The question of what is not accidental needs to be examined. The concept of a
controlled or reproducible situation provides an answer. In rule-based reason
and processes or methods, we gamble. We build theories on implications we assume
or hope are not disobeyed in the circumstances of interest. A theory here is
given or suggested by a chain of implications and assumptions. Our confidence in
the conclusions provided by these chains depends on the confidence we have in
the chain of implications, assumptions, suggestions and approximations leading
to them. As in arithmetic, a false step may lead to a false conclusion.
Confidence is obtained for some implication rules or patterns through the
idea of reproducibility and repeatability in controllable situations. Confidence
may also be obtained from prediction-based tests. How all this is done will be
described below.
Technology and the rules for the operation and manufacture of devices and
products in it, are all based on the pattern of reproducibility. We rely on this
reproducibility in our everyday lives: plumbing, electricity, automobiles,
radios, airplanes, toasters, ovens, furnaces, etc.

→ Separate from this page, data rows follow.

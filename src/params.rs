//! Named per-domain parameters read by the guest firmware.
//!
//! Every parameter is a hint. A rejected call is logged and the build
//! carries on.

use crate::backend::{DomId, HvmParam, Hypervisor};
use crate::memory::MemoryLayout;

/// Set one parameter. Returns whether the hypervisor accepted it.
pub fn set_param<H: Hypervisor>(hv: &mut H, domid: DomId, param: HvmParam, value: u64) -> bool {
    match hv.set_hvm_param(domid, param, value) {
        Ok(()) => {
            tracing::debug!(domid, %param, value, "set parameter");
            true
        }
        Err(e) => {
            tracing::warn!(domid, %param, value, error = %e, "failed to set parameter");
            false
        }
    }
}

/// Publish the PAE and APIC enablement flags.
///
/// Returns the parameters that could not be set.
pub fn publish_features<H: Hypervisor>(
    hv: &mut H,
    domid: DomId,
    pae: bool,
    apic: bool,
) -> Vec<HvmParam> {
    publish(
        hv,
        domid,
        &[
            (HvmParam::PaeEnabled, u64::from(pae)),
            (HvmParam::ApicEnabled, u64::from(apic)),
        ],
    )
}

/// Publish the reserved page frames and the store event channel.
///
/// Returns the parameters that could not be set.
pub fn publish_control_pages<H: Hypervisor>(
    hv: &mut H,
    domid: DomId,
    layout: &MemoryLayout,
    store_evtchn: u32,
) -> Vec<HvmParam> {
    publish(
        hv,
        domid,
        &[
            (HvmParam::StorePfn, layout.store_pfn()),
            (HvmParam::StoreEvtchn, u64::from(store_evtchn)),
            (HvmParam::BufioreqPfn, layout.bufioreq_pfn()),
            (HvmParam::IoreqPfn, layout.ioreq_pfn()),
        ],
    )
}

fn publish<H: Hypervisor>(hv: &mut H, domid: DomId, params: &[(HvmParam, u64)]) -> Vec<HvmParam> {
    params
        .iter()
        .filter(|&&(param, value)| !set_param(hv, domid, param, value))
        .map(|&(param, _)| param)
        .collect()
}

#[cfg(test)]
mod tests {
    use super::*;
    use crate::backend::sim::{SimHypervisor, SimOp};

    #[test]
    fn test_control_pages_published_as_pfns() {
        let mut hv = SimHypervisor::new();
        hv.create_domain(1);
        let layout = MemoryLayout::new(64).unwrap();

        let failed = publish_control_pages(&mut hv, 1, &layout, 9);
        assert!(failed.is_empty());
        assert_eq!(hv.param(1, HvmParam::StorePfn), Some(0x3ffe));
        assert_eq!(hv.param(1, HvmParam::StoreEvtchn), Some(9));
        assert_eq!(hv.param(1, HvmParam::BufioreqPfn), Some(0x3ffd));
        assert_eq!(hv.param(1, HvmParam::IoreqPfn), Some(0x3fff));
    }

    #[test]
    fn test_failure_does_not_stop_sequence() {
        let mut hv = SimHypervisor::new();
        hv.create_domain(1);
        hv.fail_next(SimOp::SetHvmParam, -1);

        let failed = publish_features(&mut hv, 1, true, true);
        assert_eq!(failed, vec![HvmParam::PaeEnabled]);
        assert_eq!(hv.param(1, HvmParam::PaeEnabled), None);
        assert_eq!(hv.param(1, HvmParam::ApicEnabled), Some(1));
    }
}
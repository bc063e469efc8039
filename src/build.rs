//! Guest build pipeline.
//!
//! [`HvmBuilder`] drives one build from raw image bytes to an installed
//! vCPU context. The stages run strictly in order and the first failure
//! ends the build; nothing already done to the domain is undone.

use std::borrow::Cow;
use std::fmt;
use std::io::{self, Read};
use std::path::Path;

use flate2::read::GzDecoder;

use crate::backend::{HvmParam, Hypervisor};
use crate::builder::BuildConfig;
use crate::cpu::{CpuContext, VcpuGuestContext};
use crate::error::{Error, Result};
use crate::firmware::{publish_e820, publish_hvm_info, HvmInfoTable};
use crate::loader::{load_segments, ElfImage, SetupInfo};
use crate::memory::{self, FirmwareMemoryMap, GuestWriter, Mfn};
use crate::{params, shared};

const GZIP_MAGIC: [u8; 2] = [0x1f, 0x8b];

/// Progress of a build.
#[derive(Debug, Clone, Copy, PartialEq, Eq)]
pub enum BuildState {
    Uninitialized,
    ImageValidated,
    MemoryAllocated,
    ImageLoaded,
    FirmwareInfoPublished,
    ContextBuilt,
    /// vCPU 0 is installed and the domain can be scheduled.
    Installed,
    Failed,
}

impl fmt::Display for BuildState {
    fn fmt(&self, f: &mut fmt::Formatter<'_>) -> fmt::Result {
        match self {
            BuildState::Uninitialized => write!(f, "uninitialized"),
            BuildState::ImageValidated => write!(f, "image validated"),
            BuildState::MemoryAllocated => write!(f, "memory allocated"),
            BuildState::ImageLoaded => write!(f, "image loaded"),
            BuildState::FirmwareInfoPublished => write!(f, "firmware info published"),
            BuildState::ContextBuilt => write!(f, "context built"),
            BuildState::Installed => write!(f, "installed"),
            BuildState::Failed => write!(f, "failed"),
        }
    }
}

/// Result of a successful build.
#[derive(Debug, Clone)]
pub struct BuildOutput {
    /// Machine frame of the store page.
    pub store_mfn: Mfn,
    pub setup: SetupInfo,
    pub memory_map: FirmwareMemoryMap,
    pub hvm_info: HvmInfoTable,
    /// Parameters the hypervisor rejected.
    pub failed_params: Vec<HvmParam>,
}

/// Builds one HVM guest into an existing domain.
pub struct HvmBuilder<'h, H: Hypervisor> {
    hv: &'h mut H,
    config: BuildConfig,
    state: BuildState,
}

impl<'h, H: Hypervisor> HvmBuilder<'h, H> {
    pub fn new(hv: &'h mut H, config: BuildConfig) -> Self {
        Self {
            hv,
            config,
            state: BuildState::Uninitialized,
        }
    }

    /// Last state reached.
    pub fn state(&self) -> BuildState {
        self.state
    }

    /// Run the pipeline over an uncompressed image.
    pub fn run(&mut self, image: &[u8]) -> Result<BuildOutput> {
        match self.run_stages(image) {
            Ok(output) => Ok(output),
            Err(e) => {
                tracing::error!(
                    domid = self.config.domid,
                    stage = %self.state,
                    error = %e,
                    "build failed"
                );
                self.state = BuildState::Failed;
                Err(e)
            }
        }
    }

    fn run_stages(&mut self, image: &[u8]) -> Result<BuildOutput> {
        let config = self.config.clone();
        let domid = config.domid;

        config.validate()?;
        if image.is_empty() {
            return Err(Error::ImageRequired);
        }

        let image = ElfImage::parse(image)?;
        let setup = *image.setup();
        let (layout, mut pages) = memory::plan(config.memory_mb, &setup)?;
        self.state = BuildState::ImageValidated;

        let info = self
            .hv
            .domain_info(domid)
            .map_err(|source| Error::DomainInfo { domid, source })?;
        if info.domid != domid {
            return Err(Error::DomainMismatch {
                expected: domid,
                actual: info.domid,
            });
        }

        memory::populate(self.hv, domid, &mut pages)?;
        self.state = BuildState::MemoryAllocated;

        load_segments(&image, &mut GuestWriter::new(self.hv, domid, &pages))?;
        self.state = BuildState::ImageLoaded;

        let hvm_info = publish_hvm_info(
            &mut GuestWriter::new(self.hv, domid, &pages),
            config.vcpus,
            config.acpi,
        )?;
        let mut failed_params = params::publish_features(self.hv, domid, config.pae, config.apic);

        let memory_map = FirmwareMemoryMap::build(&layout);
        publish_e820(&mut GuestWriter::new(self.hv, domid, &pages), &memory_map)?;
        self.state = BuildState::FirmwareInfoPublished;

        shared::init_shared_info(self.hv, domid, info.shared_info_frame)?;
        shared::clear_reserved_pages(&mut GuestWriter::new(self.hv, domid, &pages), &layout)?;

        let store_pfn = layout.store_pfn();
        let store_mfn = pages
            .get(store_pfn)
            .ok_or(Error::InvalidGuestAddress(store_pfn << memory::layout::PAGE_SHIFT))?;
        failed_params.extend(params::publish_control_pages(
            self.hv,
            domid,
            &layout,
            config.store_evtchn,
        ));

        let ctxt = VcpuGuestContext::new_hvm(setup.entry_point);
        self.state = BuildState::ContextBuilt;

        self.hv
            .set_vcpu_context(domid, 0, &ctxt)
            .map_err(Error::SetVcpuContext)?;
        self.state = BuildState::Installed;

        tracing::info!(
            domid,
            backend = self.hv.name(),
            arch = VcpuGuestContext::ARCH,
            store_mfn,
            "guest built"
        );

        Ok(BuildOutput {
            store_mfn,
            setup,
            memory_map,
            hvm_info,
            failed_params,
        })
    }
}

/// Build a guest from an uncompressed image.
pub fn build<H: Hypervisor>(hv: &mut H, config: &BuildConfig, image: &[u8]) -> Result<BuildOutput> {
    HvmBuilder::new(hv, config.clone()).run(image)
}

/// Build a guest from an image buffer that may be gzip compressed.
pub fn build_from_buffer<H: Hypervisor>(
    hv: &mut H,
    config: &BuildConfig,
    buffer: &[u8],
) -> Result<BuildOutput> {
    if buffer.is_empty() {
        return Err(Error::ImageRequired);
    }
    let image = inflate(buffer)?;
    build(hv, config, &image)
}

/// Build a guest from an image file that may be gzip compressed.
pub fn build_from_file<H: Hypervisor>(
    hv: &mut H,
    config: &BuildConfig,
    path: impl AsRef<Path>,
) -> Result<BuildOutput> {
    let image = read_image(path)?;
    build_from_buffer(hv, config, &image)
}

/// Read an image file from disk.
pub fn read_image(path: impl AsRef<Path>) -> Result<Vec<u8>> {
    let path = path.as_ref();
    std::fs::read(path).map_err(|e| match e.kind() {
        io::ErrorKind::NotFound => Error::ImageNotFound(path.to_path_buf()),
        _ => Error::Io(e),
    })
}

/// Decompress gzip buffers; anything else is returned as-is.
pub fn inflate(buffer: &[u8]) -> Result<Cow<'_, [u8]>> {
    if !buffer.starts_with(&GZIP_MAGIC) {
        return Ok(Cow::Borrowed(buffer));
    }

    let mut out = Vec::new();
    GzDecoder::new(buffer)
        .read_to_end(&mut out)
        .map_err(Error::Inflate)?;
    tracing::debug!(compressed = buffer.len(), inflated = out.len(), "inflated image");
    Ok(Cow::Owned(out))
}

/// Legacy status code for a build result: 0 on success, -1 on failure.
pub fn exit_status(result: &Result<BuildOutput>) -> i32 {
    match result {
        Ok(_) => 0,
        Err(_) => -1,
    }
}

Cooking illustrates the confidence building aspect of reproducibility. By
following instructions and putting together ingredients carefully we can make
certain meals repeatedly. Anyone else following the same instructions with
enough care can also prepare or reproduce the same meal or dish.
Carefully recorded experience in chemistry gives reproducible methods for
making, remaking and classifying different substances. The same substances can
be produced again and again by a chemical process provided the recipes for its
production are followed with enough care. The amount of care required depends on
each recipe. Further, empirical experience in physics and engineering gives
formulas and suggestions for modeling and controlling various situations. This
experience is cumulative — if recorded in some form by means of a written
statement about a device or a procedure which worked or failed. This gives a
verifiable, reproducible science or technology. Recording or remembering what
ideas failed gives paths to avoid and questions to ask.
Chapter Sections: [ 16 Private Agreements ] [ 16 Public Laws ] [ 16 Physical Laws ] [ 16 Accidental Patterns ] [ 16 Reliable(?) Patterns ] [ 16 Scientific Method ] [ 16 Reaction to Failed Tests ] [ 16 Chaos ] [ 16 Statistical Inference ] [ 16 End Notes ]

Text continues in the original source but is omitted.